BATAM, iNewsBatam.id – Subdit I Direktorat Reserse Kriminal Khusus (Ditreskrimsus) Polda Kepulauan Riau (Kepri) mengamankan dua kapal kayu di wilayah Perairan Kepri. Kedua kapal tersebut diduga mengangkut puluhan ton daging dan berbagai barang tanpa dokumen resmi yang berasal dari Singapura.
Kapal dengan kapasitas sekitar 113 Gross Tonnage (GT) itu diduga membawa sekitar 70 ton daging beku. Adapun jenis daging yang diamankan meliputi daging sapi, babi, dan ayam yang diketahui berasal dari Brasil.
Selain daging, petugas juga menemukan muatan lain berupa barang balpres hingga sepeda. Dalam aksinya, pelaku diduga menggunakan modus membawa ikan sebagai muatan awal.
Namun, saat berada di tengah laut, kapal mematikan sistem Automatic Identification System (AIS) sebelum memuat barang ilegal tersebut.
Kasubdit I Ditreskrimsus Polda Kepri, AKBP Paksi Eka Saputra, membenarkan adanya penangkapan dua kapal tersebut.
“Benar, ada penangkapan kapal pengangkut daging. Saat ini masih dalam proses penyelidikan,” ujar Paksi, Selasa (27/1/2026).
Ia menjelaskan, dua kapal itu memiliki tujuan akhir ke wilayah Pekanbaru dan Jambi, dan diamankan saat melintas di Perairan Kepri.
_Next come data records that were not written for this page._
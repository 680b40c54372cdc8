//! Stopping criteria of the minimization.

use log::{info, warn};
use nalgebra::{DMatrix, DVector};
use num_complex::Complex64;
use crate::error::Result;
use crate::phonons::{translation_modes, DynamicalMatrix};
use crate::units::RY_TO_CM;
use super::config::{GradientOperator, MinimizerConfig};
use super::history::MinimizationHistory;

/// Where a run stands.
#[derive(Debug, Clone, Copy, PartialEq, Eq)]
pub enum MinimizationStatus {
    Running,
    /// The selected gradients are below their statistical noise
    Converged,
    /// The trial matrix has an unstable mode in the supercell
    AbortedImaginary,
    /// Too few effective configurations are left; a new ensemble is needed
    AbortedSampling,
    /// The step budget is used up
    AbortedMaxSteps,
}

impl MinimizationStatus {
    pub fn is_terminal(&self) -> bool {
        *self != MinimizationStatus::Running
    }
}

/// Decides after each step whether the run goes on.
pub struct ConvergenceMonitor<'a> {
    config: &'a MinimizerConfig,
}

impl<'a> ConvergenceMonitor<'a> {
    pub fn new(config: &'a MinimizerConfig) -> Self {
        Self { config }
    }

    /// Gradient test on the latest history entries, combined per `gradi_op`.
    pub fn gradient_converged(&self, history: &MinimizationHistory) -> bool {
        let mf = self.config.meaningful_factor;
        let gc_cond = history.last_dyn_gradient().is_some_and(|(g, err)| g < err * mf);
        let gw_cond = history.last_struct_gradient().is_some_and(|(g, err)| g < err * mf);

        if gc_cond {
            info!("The gc gradient satisfies the convergence condition");
        }
        if gw_cond {
            info!("The gw gradient satisfies the convergence condition");
        }

        match self.config.gradi_op {
            GradientOperator::Gc => gc_cond,
            GradientOperator::Gw => gw_cond,
            GradientOperator::All => gc_cond && gw_cond,
        }
    }

    /// Status after `iterations` completed steps.
    ///
    /// Checked in order: imaginary frequencies, gradients, Kong-Liu ratio,
    /// step budget.
    pub fn evaluate(
        &self,
        history: &MinimizationHistory,
        imaginary: bool,
        n_eff: f64,
        n_configs: usize,
        iterations: usize,
    ) -> MinimizationStatus {
        if imaginary {
            warn!("Imaginary frequencies found, minimization aborted");
            return MinimizationStatus::AbortedImaginary;
        }

        if self.gradient_converged(history) {
            info!("The system satisfies the convergence criteria");
            return MinimizationStatus::Converged;
        }

        let ratio = n_eff / n_configs as f64;
        if ratio < self.config.kong_liu_ratio {
            warn!(
                "Kong-Liu N_eff = {:.2} (N_eff/N = {:.4} < {:.4}): out of the statistical sampling",
                n_eff, ratio, self.config.kong_liu_ratio
            );
            return MinimizationStatus::AbortedSampling;
        }

        if let Some(max_steps) = self.config.max_steps() {
            if iterations >= max_steps {
                warn!("Maximum number of steps reached ({})", max_steps);
                return MinimizationStatus::AbortedMaxSteps;
            }
        }

        MinimizationStatus::Running
    }
}

/// True when the supercell matrix has a negative non-translational frequency.
///
/// When it does, the unstable spectrum is logged next to the `reference`
/// spectrum, pairing modes by maximal eigenvector overlap.
pub fn check_imaginary_frequencies(
    dynmat: &DynamicalMatrix,
    reference: &DynamicalMatrix,
    supercell: [usize; 3],
) -> Result<bool> {
    let super_dyn = dynmat.generate_supercell_dyn(supercell)?;
    let (freqs, pols) = super_dyn.diagonalize(0)?;
    let trans = translation_modes(&pols, &super_dyn.structure.masses);

    let kept: Vec<usize> = (0..freqs.len()).filter(|&i| !trans[i]).collect();
    let unstable = kept.first().is_some_and(|&i| freqs[i] < 0.0);
    if unstable {
        if let Err(e) = report_mode_correlation(&freqs, &pols, &kept, reference, supercell) {
            warn!("Could not compare with the reference frequencies: {}", e);
        }
    }
    Ok(unstable)
}

fn report_mode_correlation(
    freqs: &DVector<f64>,
    pols: &DMatrix<Complex64>,
    kept: &[usize],
    reference: &DynamicalMatrix,
    supercell: [usize; 3],
) -> Result<()> {
    let super_ref = reference.generate_supercell_dyn(supercell)?;
    let (ref_freqs, ref_pols) = super_ref.diagonalize(0)?;
    let ref_trans = translation_modes(&ref_pols, &super_ref.structure.masses);
    let mut free: Vec<usize> = (0..ref_freqs.len()).filter(|&j| !ref_trans[j]).collect();

    // Greedy matching, lowest current mode first
    let mut paired = vec![f64::NAN; ref_freqs.len()];
    for &i in kept {
        let best = free.iter()
            .enumerate()
            .map(|(slot, &j)| (slot, pols.column(i).dotc(&ref_pols.column(j)).norm()))
            .max_by(|a, b| a.1.total_cmp(&b.1));
        if let Some((slot, _)) = best {
            let j = free.remove(slot);
            paired[j] = freqs[i];
        }
    }

    warn!("Frequencies excluding translations (current | reference) [cm-1]:");
    let ref_kept = (0..ref_freqs.len()).filter(|&j| !ref_trans[j]);
    for (n, j) in ref_kept.enumerate() {
        warn!("{:4}) {:12.4} | {:12.4}", n, paired[j] * RY_TO_CM, ref_freqs[j] * RY_TO_CM);
    }
    Ok(())
}

#[cfg(test)]
mod tests {
    use super::*;
    use crate::tests::dimer;

    fn history_with(gc: (f64, f64), gw: (f64, f64)) -> MinimizationHistory {
        let mut history = MinimizationHistory::new();
        history.push_dyn_gradient(gc.0, gc.1);
        history.push_struct_gradient(gw.0, gw.1);
        history
    }

    #[test]
    fn test_gradient_operator_combination() {
        // gc well below its noise, gw not
        let history = history_with((1e-6, 1.0), (1.0, 1.0));

        let gc = MinimizerConfig { gradi_op: GradientOperator::Gc, ..Default::default() };
        let gw = MinimizerConfig { gradi_op: GradientOperator::Gw, ..Default::default() };
        let all = MinimizerConfig { gradi_op: GradientOperator::All, ..Default::default() };

        assert!(ConvergenceMonitor::new(&gc).gradient_converged(&history));
        assert!(!ConvergenceMonitor::new(&gw).gradient_converged(&history));
        assert!(!ConvergenceMonitor::new(&all).gradient_converged(&history));
        assert!(!ConvergenceMonitor::new(&all).gradient_converged(&MinimizationHistory::new()));
    }

    #[test]
    fn test_evaluation_order() {
        let config = MinimizerConfig { max_ka: 3, ..Default::default() };
        let monitor = ConvergenceMonitor::new(&config);
        let converged = history_with((1e-6, 1.0), (0.0, 0.0));
        let running = history_with((1.0, 1.0), (0.0, 0.0));

        // Imaginary frequencies win over everything
        assert_eq!(monitor.evaluate(&converged, true, 100.0, 100, 5), MinimizationStatus::AbortedImaginary);
        // Convergence wins over exhausted statistics and budget
        assert_eq!(monitor.evaluate(&converged, false, 10.0, 100, 5), MinimizationStatus::Converged);
        assert_eq!(monitor.evaluate(&running, false, 10.0, 100, 5), MinimizationStatus::AbortedSampling);
        assert_eq!(monitor.evaluate(&running, false, 100.0, 100, 3), MinimizationStatus::AbortedMaxSteps);
        assert_eq!(monitor.evaluate(&running, false, 100.0, 100, 2), MinimizationStatus::Running);
        assert!(!MinimizationStatus::Running.is_terminal());
    }

    #[test]
    fn test_imaginary_frequency_detection() {
        let stable = dimer(0.5, 1.0, 1.0);
        let unstable = dimer(-0.2, 1.0, 1.0);
        assert!(!check_imaginary_frequencies(&stable, &stable, [1, 1, 1]).unwrap());
        assert!(check_imaginary_frequencies(&unstable, &stable, [1, 1, 1]).unwrap());
        assert!(check_imaginary_frequencies(&stable, &stable, [2, 1, 1]).is_err());
    }
}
“Ada dua kapal yang diamankan. Kapal tersebut menuju Pekanbaru dan Jambi, dan melintas di perairan Kepri,” katanya.
Terkait jumlah awak kapal maupun rincian muatan, Paksi menyebut pihaknya masih melakukan pendalaman.
“Untuk jumlah yang diamankan dan rincian muatan masih dalam proses penyelidikan. Nanti akan kami sampaikan setelah pemeriksaan selesai,” ujarnya.
Saat ini, penyidik masih melakukan pemeriksaan terhadap kapal beserta awaknya. Polda Kepri berencana menyampaikan perkembangan kasus tersebut secara resmi melalui konferensi pers.